### What the task requires
Only certain lines below are wanted: those starting at the line containing "Ok(if secs <" and ending at the line containing "async fn set_add(&self, key: &str, member: &str)", both included, each retyped exactly.

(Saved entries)
=-=-=

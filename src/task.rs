//! Task definitions: the schedule-spec forms a binding can use, and the
//! typed run-function shape tasks implement. Grounded on the registry's
//! `Fn(J, Arc<ServerDeps>) -> Fut` handler shape, generalized from a
//! job-type dispatch table to a single task's own entry.

use crate::error::ConfigError;
use std::future::Future;
use std::pin::Pin;
use std::sync::Arc;
use tokio_util::sync::CancellationToken;

pub type BoxFuture<'a, T> = Pin<Box<dyn Future<Output = T> + Send + 'a>>;

/// What a task's run function receives: a cooperative cancellation signal
/// (set if the distributed lock is lost mid-run) and the ambient services
/// container it needs to do its work.
pub struct TaskContext<S> {
    pub cancellation: CancellationToken,
    pub services: Arc<S>,
}

pub(crate) type RunFn<S> = Arc<dyn Fn(TaskContext<S>) -> BoxFuture<'static, anyhow::Result<()>> + Send + Sync>;

/// A named, schedulable unit of work. `S` is the ambient services type the
/// whole scheduler is parameterized over.
pub struct Task<S> {
    pub name: String,
    pub description: String,
    run: RunFn<S>,
}

impl<S> Clone for Task<S> {
    fn clone(&self) -> Self {
        Self {
            name: self.name.clone(),
            description: self.description.clone(),
            run: Arc::clone(&self.run),
        }
    }
}

impl<S> Task<S> {
    pub fn new<F, Fut>(name: impl Into<String>, description: impl Into<String>, run: F) -> Self
    where
        F: Fn(TaskContext<S>) -> Fut + Send + Sync + 'static,
        Fut: Future<Output = anyhow::Result<()>> + Send + 'static,
    {
        Self {
            name: name.into(),
            description: description.into(),
            run: Arc::new(move |ctx| Box::pin(run(ctx))),
        }
    }

    /// A cloneable handle to this task's run function, independent of the
    /// `Task` itself — used when the binding moves into a cron job closure
    /// while the `Task` stays owned by the scheduler's binding table.
    pub(crate) fn clone_run(&self) -> RunFn<S> {
        Arc::clone(&self.run)
    }
}

/// The cadence a [`Task`] is bound to. Convenience forms are lowered to an
/// equivalent 6-field cron expression (`sec min hour day month dow`) before
/// being handed to the timer wheel, so the scheduler only ever deals in one
/// representation.
#[derive(Debug, Clone, PartialEq, Eq)]
pub enum Schedule {
    /// A raw 6-field cron expression, used as-is.
    Cron(String),
    /// Fire every `interval`. Must evenly divide a minute, hour, or day —
    /// arbitrary durations (e.g. 90 seconds) aren't expressible as a single
    /// cron field and are rejected at registration time.
    Every(std::time::Duration),
    /// Fire once a day at the given UTC hour:minute.
    DailyAt { hour: u32, minute: u32 },
}

impl Schedule {
    pub fn to_cron_expression(&self, task: &str) -> Result<String, ConfigError> {
        match self {
            Schedule::Cron(expr) => Ok(expr.clone()),
            Schedule::DailyAt { hour, minute } => {
                if *hour > 23 || *minute > 59 {
                    return Err(ConfigError::InvalidSchedule {
                        task: task.to_string(),
                        reason: format!("hour {hour} or minute {minute} out of range"),
                    });
                }
                Ok(format!("0 {minute} {hour} * * *"))
            }
            Schedule::Every(duration) => {
                let secs = duration.as_secs();
                if secs == 0 {
                    return Err(ConfigError::InvalidSchedule {
                        task: task.to_string(),
                        reason: "interval must be at least one second".to_string(),
                    });
                }
                if secs < 60 {
                    return Ok(format!("*/{secs} * * * * *"));
                }
                if secs % 60 == 0 {
                    let minutes = secs / 60;
                    if minutes < 60 {
                        return Ok(format!("0 */{minutes} * * * *"));
                    }
                    if minutes % 60 == 0 {
                        let hours = minutes / 60;
                        if hours < 24 {
                            return Ok(format!("0 0 */{hours} * * *"));
                        }
                    }
                }
                Err(ConfigError::InvalidSchedule {
                    task: task.to_string(),
                    reason: format!(
                        "{secs}s does not evenly divide a minute, hour, or day; use Schedule::Cron instead"
                    ),
                })
            }
        }
    }
}

#[cfg(test)]
mod tests {
    use super::*;
    use std::time::Duration;

    #[test]
    fn every_30_seconds_lowers_to_a_seconds_step_field() {
        let schedule = Schedule::Every(Duration::from_secs(30));
        assert_eq!(schedule.to_cron_expression("t").unwrap(), "*/30 * * * * *");
    }

    #[test]
    fn every_5_minutes_lowers_to_a_minutes_step_field() {
        let schedule = Schedule::Every(Duration::from_secs(300));
        assert_eq!(schedule.to_cron_expression("t").unwrap(), "0 */5 * * * *");
    }

    #[test]
    fn every_90_seconds_is_rejected() {
        let schedule = Schedule::Every(Duration::from_secs(90));
        assert!(schedule.to_cron_expression("t").is_err());
    }

    #[test]
    fn daily_at_lowers_to_fixed_hour_and_minute() {
        let schedule = Schedule::DailyAt { hour: 3, minute: 15 };
        assert_eq!(schedule.to_cron_expression("t").unwrap(), "0 15 3 * * *");
    }

    #[test]
    fn cron_passes_through_unchanged() {
        let schedule = Schedule::Cron("0 0 * * * *".to_string());
        assert_eq!(schedule.to_cron_expression("t").unwrap(), "0 0 * * * *");
    }
}
use super::CoordinationStore;
use crate::error::StoreError;
use async_trait::async_trait;
use redis::aio::MultiplexedConnection;
use redis::{AsyncCommands, Script};
use std::time::Duration;

/// Atomically delete `KEYS[1]` iff its value equals `ARGV[1]`. The owner
/// must match or the key is left untouched.
const COMPARE_AND_DELETE: &str = r#"
if redis.call('GET', KEYS[1]) == ARGV[1] then
  return redis.call('DEL', KEYS[1])
else
  return 0
end
"#;

/// Atomically refresh `KEYS[1]`'s TTL to `ARGV[2]` seconds iff its value
/// equals `ARGV[1]`.
const COMPARE_AND_EXPIRE: &str = r#"
if redis.call('GET', KEYS[1]) == ARGV[1] then
  return redis.call('EXPIRE', KEYS[1], ARGV[2])
else
  return 0
end
"#;

/// Append `ARGV[2]` (member) scored by `ARGV[1]` to `KEYS[1]`, then trim
/// the set down to the newest `ARGV[3]` members and refresh its TTL to
/// `ARGV[4]` seconds.
const ZADD_CAPPED: &str = r#"
redis.call('ZADD', KEYS[1], ARGV[1], ARGV[2])
local cap = tonumber(ARGV[3])
local size = redis.call('ZCARD', KEYS[1])
if size > cap then
  redis.call('ZREMRANGEBYRANK', KEYS[1], 0, size - cap - 1)
end
redis.call('EXPIRE', KEYS[1], ARGV[4])
return 1
"#;

/// Redis-backed [`CoordinationStore`], grounded on the Lua-script-per-
/// atomic-write pattern: every invariant that needs a read and a write to
/// happen without an intervening writer is a single `EVAL`, not a
/// check-then-act pair of round trips.
#[derive(Clone)]
pub struct RedisStore {
    conn: MultiplexedConnection,
}

impl RedisStore {
    pub async fn connect(url: &str) -> Result<Self, StoreError> {
        let client = redis::Client::open(url)?;
        let conn = client.get_multiplexed_async_connection().await?;
        Ok(Self { conn })
    }

    pub fn with_connection(conn: MultiplexedConnection) -> Self {
        Self { conn }
    }
}

#[async_trait]
impl CoordinationStore for RedisStore {
    async fn get(&self, key: &str) -> Result<Option<String>, StoreError> {
        let mut conn = self.conn.clone();
        Ok(conn.get(key).await?)
    }

    async fn set(&self, key: &str, value: &str, ttl: Duration) -> Result<(), StoreError> {
        let mut conn = self.conn.clone();
        let _: () = conn.set_ex(key, value, ttl.as_secs().max(1)).await?;
        Ok(())
    }

    async fn set_if_absent(&self, key: &str, value: &str, ttl: Duration) -> Result<bool, StoreError> {
        let mut conn = self.conn.clone();
        let result: Option<String> = redis::cmd("SET")
            .arg(key)
            .arg(value)
            .arg("NX")
            .arg("EX")
            .arg(ttl.as_secs().max(1))
            .query_async(&mut conn)
            .await?;
        Ok(result.is_some())
    }

    async fn delete(&self, keys: &[&str]) -> Result<u64, StoreError> {
        if keys.is_empty() {
            return Ok(0);
        }
        let mut conn = self.conn.clone();
        Ok(conn.del(keys).await?)
    }

    async fn exists(&self, key: &str) -> Result<bool, StoreError> {
        let mut conn = self.conn.clone();
        Ok(conn.exists(key).await?)
    }

    async fn expire(&self, key: &str, ttl: Duration) -> Result<bool, StoreError> {
        let mut conn = self.conn.clone();
        Ok(conn.expire(key, ttl.as_secs().max(1) as i64).await?)
    }

    async fn ttl(&self, key: &str) -> Result<Option<Duration>, StoreError> {
        let mut conn = self.conn.clone();
        let secs: i64 = conn.ttl(key).await?;
        Ok(if secs < 0 {
            None
        } else {
            Some(Duration::from_secs(secs as u64))
        })
    }

    async fn compare_and_delete(&self, key: &str, expected: &str) -> Result<bool, StoreError> {
        let mut conn = self.conn.clone();
        let deleted: i64 = Script::new(COMPARE_AND_DELETE)
            .key(key)
            .arg(expected)
            .invoke_async(&mut conn)
            .await?;
        Ok(deleted == 1)
    }

    async fn compare_and_expire(
        &self,
        key: &str,
        expected: &str,
        ttl: Duration,
    ) -> Result<bool, StoreError> {
        let mut conn = self.conn.clone();
        let renewed: i64 = Script::new(COMPARE_AND_EXPIRE)
            .key(key)
            .arg(expected)
            .arg(ttl.as_secs().max(1))
            .invoke_async(&mut conn)
            .await?;
        Ok(renewed == 1)
    }

    async fn set_add(&self, key: &str, member: &str) -> Result<(), StoreError> {
        let mut conn = self.conn.clone();
        let _: () = conn.sadd(key, member).await?;
        Ok(())
    }

    async fn set_remove(&self, key: &str, member: &str) -> Result<(), StoreError> {
        let mut conn = self.conn.clone();
        let _: () = conn.srem(key, member).await?;
        Ok(())
    }

    async fn set_members(&self, key: &str) -> Result<Vec<String>, StoreError> {
        let mut conn = self.conn.clone();
        Ok(conn.smembers(key).await?)
    }

    async fn set_is_member(&self, key: &str, member: &str) -> Result<bool, StoreError> {
        let mut conn = self.conn.clone();
        Ok(conn.sismember(key, member).await?)
    }

    async fn incr_by(&self, key: &str, by: i64) -> Result<i64, StoreError> {
        let mut conn = self.conn.clone();
        Ok(conn.incr(key, by).await?)
    }

    async fn zadd_capped(
        &self,
        key: &str,
        member: &str,
        score: f64,
        cap: usize,
        ttl: Duration,
    ) -> Result<(), StoreError> {
        let mut conn = self.conn.clone();
        let _: i64 = Script::new(ZADD_CAPPED)
            .key(key)
            .arg(score)
            .arg(member)
            .arg(cap as i64)
            .arg(ttl.as_secs().max(1))
            .invoke_async(&mut conn)
            .await?;
        Ok(())
    }

    async fn zrevrange(&self, key: &str, limit: usize) -> Result<Vec<String>, StoreError> {
        let mut conn = self.conn.clone();
        let end = if limit == 0 { -1 } else { limit as isize - 1 };
        Ok(conn.zrevrange(key, 0, end).await?)
    }
}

=-=-=

### Response
        Ok(if secs < 0 {
            None
        } else {
            Some(Duration::from_secs(secs as u64))
        })
    }

    async fn compare_and_delete(&self, key: &str, expected: &str) -> Result<bool, StoreError> {
        let mut conn = self.conn.clone();
        let deleted: i64 = Script::new(COMPARE_AND_DELETE)
            .key(key)
            .arg(expected)
            .invoke_async(&mut conn)
            .await?;
        Ok(deleted == 1)
    }

    async fn compare_and_expire(
        &self,
        key: &str,
        expected: &str,
        ttl: Duration,
    ) -> Result<bool, StoreError> {
        let mut conn = self.conn.clone();
        let renewed: i64 = Script::new(COMPARE_AND_EXPIRE)
            .key(key)
            .arg(expected)
            .arg(ttl.as_secs().max(1))
            .invoke_async(&mut conn)
            .await?;
        Ok(renewed == 1)
    }

    async fn set_add(&self, key: &str, member: &str) -> Result<(), StoreError> {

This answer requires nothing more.